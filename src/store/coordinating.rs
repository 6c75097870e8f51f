//! Composite store over an ordered list of backends
//!
//! New content goes to the first configured backend that admits it
//! (first fit). Everything else is routed by the handler name recorded in
//! the revision identifier.
//!
//! Admission is judged on the worst-case encoded size when a [`Pipeline`]
//! is attached, the raw file size otherwise. A backend that still runs out
//! of room mid-upload passes the file on to the next one.

use super::{FileStore, Listeners, StoreEvent, StoreKind, StoreListener};
use crate::error::{Result, VaultError};
use crate::progress::TransferProgress;
use crate::revision::RevisionIdentifier;
use crate::transport::Pipeline;
use chrono::{DateTime, Utc};
use std::path::Path;
use std::sync::Arc;
use tracing::{debug, warn};

/// Store delegating to sub-stores
pub struct CoordinatingFileStore {
    name: String,
    stores: Vec<Arc<dyn FileStore>>,
    pipeline: Option<Arc<Pipeline>>,
    listeners: Listeners,
}

impl std::fmt::Debug for CoordinatingFileStore {
    fn fmt(&self, f: &mut std::fmt::Formatter<'_>) -> std::fmt::Result {
        let names: Vec<&str> = self.stores.iter().map(|s| s.name()).collect();
        f.debug_struct("CoordinatingFileStore")
            .field("name", &self.name)
            .field("stores", &names)
            .finish()
    }
}

impl CoordinatingFileStore {
    /// Coordinate `stores`, tried in the given order
    ///
    /// # Errors
    ///
    /// - [`VaultError::InvalidConfiguration`] if two stores share a name
    pub fn new(name: impl Into<String>, stores: Vec<Arc<dyn FileStore>>) -> Result<Self> {
        for (i, store) in stores.iter().enumerate() {
            if stores[..i].iter().any(|s| s.name() == store.name()) {
                return Err(VaultError::InvalidConfiguration(format!(
                    "store name '{}' is used twice",
                    store.name()
                )));
            }
        }

        let listeners = Listeners::default();
        for store in &stores {
            let relay = listeners.clone();
            store.subscribe(Arc::new(move |event: &StoreEvent| relay.emit(event)));
        }
        Ok(Self {
            name: name.into(),
            stores,
            pipeline: None,
            listeners,
        })
    }

    /// Size admission estimates by what `pipeline` may produce
    pub fn with_pipeline(mut self, pipeline: Arc<Pipeline>) -> Self {
        self.pipeline = Some(pipeline);
        self
    }

    /// Largest stored size the content of `source` may take
    fn estimated_size(&self, source: &Path) -> Result<u64> {
        let original = std::fs::metadata(source)?.len();
        Ok(self
            .pipeline
            .as_ref()
            .map_or(original, |p| p.max_encoded_len(original)))
    }

    /// Sub-stores in admission order
    pub fn stores(&self) -> &[Arc<dyn FileStore>] {
        &self.stores
    }

    /// Sub-store called `name`
    pub fn store(&self, name: &str) -> Option<&Arc<dyn FileStore>> {
        self.stores.iter().find(|s| s.name() == name)
    }

    fn owner(&self, identifier: &RevisionIdentifier) -> Result<&Arc<dyn FileStore>> {
        self.store(&identifier.handler_name)
            .ok_or_else(|| VaultError::UnknownStore(identifier.handler_name.clone()))
    }

    fn configured(&self) -> impl Iterator<Item = &Arc<dyn FileStore>> {
        self.stores.iter().filter(|s| s.is_configured())
    }
}

impl FileStore for CoordinatingFileStore {
    fn name(&self) -> &str {
        &self.name
    }

    fn kind(&self) -> StoreKind {
        // Reports the kind of its first backend; the composite has none of its own
        self.stores.first().map_or(StoreKind::Noop, |s| s.kind())
    }

    fn is_configured(&self) -> bool {
        self.configured().next().is_some()
    }

    fn can_backup_file(&self, source: &Path, estimated_size: u64) -> bool {
        self.configured().any(|s| s.can_backup_file(source, estimated_size))
    }

    fn backup_file(
        &self,
        source: &Path,
        identifier: &mut RevisionIdentifier,
        progress: &mut dyn TransferProgress,
    ) -> Result<u64> {
        let estimated_size = self.estimated_size(source)?;
        for store in self.configured().filter(|s| s.can_backup_file(source, estimated_size)) {
            debug!("Admitting {:?} to '{}'", source, store.name());
            match store.backup_file(source, identifier, progress) {
                Err(VaultError::InsufficientSpace { needed, available }) => {
                    debug!(
                        "'{}' ran out of room ({} needed, {} available), trying the next store",
                        store.name(),
                        needed,
                        available
                    );
                }
                result => return result,
            }
        }
        Err(VaultError::InsufficientSpace {
            needed: estimated_size,
            available: self.available_bytes()?,
        })
    }

    fn restore_file(
        &self,
        identifier: &RevisionIdentifier,
        as_of: DateTime<Utc>,
        progress: &mut dyn TransferProgress,
    ) -> Result<Option<Vec<u8>>> {
        self.owner(identifier)?.restore_file(identifier, as_of, progress)
    }

    fn delete_file(&self, identifier: &RevisionIdentifier, stored_size: u64) -> Result<()> {
        self.owner(identifier)?.delete_file(identifier, stored_size)
    }

    fn available_bytes(&self) -> Result<u64> {
        let mut total = 0u64;
        for store in self.configured() {
            total = total.saturating_add(store.available_bytes()?);
        }
        Ok(total)
    }

    fn perform_maintenance(&self) -> Result<()> {
        let mut first_error = None;
        for store in self.configured() {
            if let Err(e) = store.perform_maintenance() {
                warn!("Maintenance of '{}' failed: {}", store.name(), e);
                first_error.get_or_insert(e);
            }
        }
        first_error.map_or(Ok(()), Err)
    }

    fn prepare_for_shutdown(&self) -> Result<()> {
        for store in &self.stores {
            if let Err(e) = store.prepare_for_shutdown() {
                warn!("Shutdown of '{}' failed: {}", store.name(), e);
            }
        }
        Ok(())
    }

    fn subscribe(&self, listener: StoreListener) {
        self.listeners.push(listener);
    }
}

#[cfg(test)]
mod tests {
    use super::*;
    use crate::compression::CompressionStrategy;
    use crate::config::VaultConfiguration;
    use crate::progress::Unobserved;
    use crate::store::{LocalDiskFileStore, LocalDiskSettings, NoopFileStore, NoopSettings};
    use std::sync::atomic::{AtomicUsize, Ordering};
    use tempfile::TempDir;

    fn noop(name: &str, capacity: u64) -> Arc<NoopFileStore> {
        Arc::new(NoopFileStore::new(NoopSettings {
            name: name.to_string(),
            capacity,
        }))
    }

    fn erased(stores: &[&Arc<NoopFileStore>]) -> Vec<Arc<dyn FileStore>> {
        stores
            .iter()
            .map(|s| Arc::clone(*s) as Arc<dyn FileStore>)
            .collect()
    }

    #[test]
    fn test_first_fit_and_dispatch() {
        let temp_dir = TempDir::new().unwrap();
        let source = temp_dir.path().join("f");
        std::fs::write(&source, vec![0u8; 50]).unwrap();

        let small = noop("small", 10);
        let large = noop("large", 1000);
        let coordinator =
            CoordinatingFileStore::new("all", erased(&[&small, &large])).unwrap();

        let mut id = RevisionIdentifier::new("g");
        coordinator.backup_file(&source, &mut id, &mut Unobserved).unwrap();
        assert_eq!(id.handler_name, "large");
        assert_eq!((small.backup_calls(), large.backup_calls()), (0, 1));

        coordinator.delete_file(&id, 50).unwrap();
        assert_eq!(large.delete_calls(), 1);
        assert_eq!(coordinator.available_bytes().unwrap(), 1010);
    }

    fn sealed_pipeline() -> Arc<Pipeline> {
        let config = Arc::new(VaultConfiguration::new(1_000).unwrap());
        config.change_password("vault password").unwrap();
        Arc::new(Pipeline::new(config, CompressionStrategy::None))
    }

    fn disk(dir: &TempDir, name: &str, capacity: u64, pipeline: &Arc<Pipeline>) -> Arc<dyn FileStore> {
        Arc::new(
            LocalDiskFileStore::open(
                LocalDiskSettings {
                    name: name.to_string(),
                    root: dir.path().join(name),
                    capacity,
                    fan_out: 1,
                },
                pipeline.clone(),
            )
            .unwrap(),
        )
    }

    #[test]
    fn test_admission_counts_encoding_overhead() {
        let temp_dir = TempDir::new().unwrap();
        let source = temp_dir.path().join("f");
        std::fs::write(&source, vec![7u8; 64]).unwrap();
        let pipeline = sealed_pipeline();
        assert!(pipeline.max_encoded_len(64) > 64);

        // The first disk holds exactly the raw file, not its sealed blob
        let stores = vec![
            disk(&temp_dir, "exact", 64, &pipeline),
            disk(&temp_dir, "roomy", 4096, &pipeline),
        ];
        let coordinator = CoordinatingFileStore::new("all", stores)
            .unwrap()
            .with_pipeline(pipeline);

        let mut id = RevisionIdentifier::new("g");
        let stored = coordinator.backup_file(&source, &mut id, &mut Unobserved).unwrap();
        assert_eq!(id.handler_name, "roomy");
        assert!(stored > 64);
        assert_eq!(coordinator.store("exact").unwrap().available_bytes().unwrap(), 64);
    }

    #[test]
    fn test_store_out_of_room_falls_through() {
        let temp_dir = TempDir::new().unwrap();
        let source = temp_dir.path().join("f");
        std::fs::write(&source, vec![7u8; 64]).unwrap();
        let pipeline = sealed_pipeline();

        // No pipeline attached: the raw size admits the first disk, which
        // then finds the sealed blob too large
        let stores = vec![
            disk(&temp_dir, "exact", 64, &pipeline),
            disk(&temp_dir, "roomy", 4096, &pipeline),
        ];
        let coordinator = CoordinatingFileStore::new("all", stores).unwrap();

        let mut id = RevisionIdentifier::new("g");
        coordinator.backup_file(&source, &mut id, &mut Unobserved).unwrap();
        assert_eq!(id.handler_name, "roomy");
        let restored = coordinator.restore_file(&id, Utc::now(), &mut Unobserved).unwrap();
        assert_eq!(restored, Some(vec![7u8; 64]));
    }

    #[test]
    fn test_no_room_anywhere() {
        let temp_dir = TempDir::new().unwrap();
        let source = temp_dir.path().join("f");
        std::fs::write(&source, vec![0u8; 50]).unwrap();
        let coordinator = CoordinatingFileStore::new("all", erased(&[&noop("a", 10), &noop("b", 20)])).unwrap();

        let err = coordinator
            .backup_file(&source, &mut RevisionIdentifier::new("g"), &mut Unobserved)
            .unwrap_err();
        match err {
            VaultError::InsufficientSpace { needed, available } => {
                assert_eq!((needed, available), (50, 30));
            }
            other => panic!("unexpected {other:?}"),
        }
    }

    #[test]
    fn test_unknown_handler() {
        let coordinator = CoordinatingFileStore::new("all", erased(&[&noop("a", 10)])).unwrap();
        let id = RevisionIdentifier::with_handler("g", "gone");
        assert!(matches!(coordinator.delete_file(&id, 1), Err(VaultError::UnknownStore(_))));
    }

    #[test]
    fn test_duplicate_names_rejected() {
        assert!(CoordinatingFileStore::new("all", erased(&[&noop("a", 1), &noop("a", 2)])).is_err());
    }

    #[test]
    fn test_events_are_relayed() {
        let temp_dir = TempDir::new().unwrap();
        let source = temp_dir.path().join("f");
        std::fs::write(&source, b"x").unwrap();
        let coordinator = CoordinatingFileStore::new("all", erased(&[&noop("a", 10)])).unwrap();
        let seen = Arc::new(AtomicUsize::new(0));
        let counter = seen.clone();
        coordinator.subscribe(Arc::new(move |event: &StoreEvent| {
            if let StoreEvent::ContentStored { store, .. } = event {
                assert_eq!(store, "a");
                counter.fetch_add(1, Ordering::SeqCst);
            }
        }));
        coordinator
            .backup_file(&source, &mut RevisionIdentifier::new("g"), &mut Unobserved)
            .unwrap();
        assert_eq!(seen.load(Ordering::SeqCst), 1);
    }
}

» Required action:
Check each line of the entries above for the word "StoreListener". List the ones that have it.

» Written answer:
use super::{FileStore, Listeners, StoreEvent, StoreKind, StoreListener};
    fn subscribe(&self, listener: StoreListener) {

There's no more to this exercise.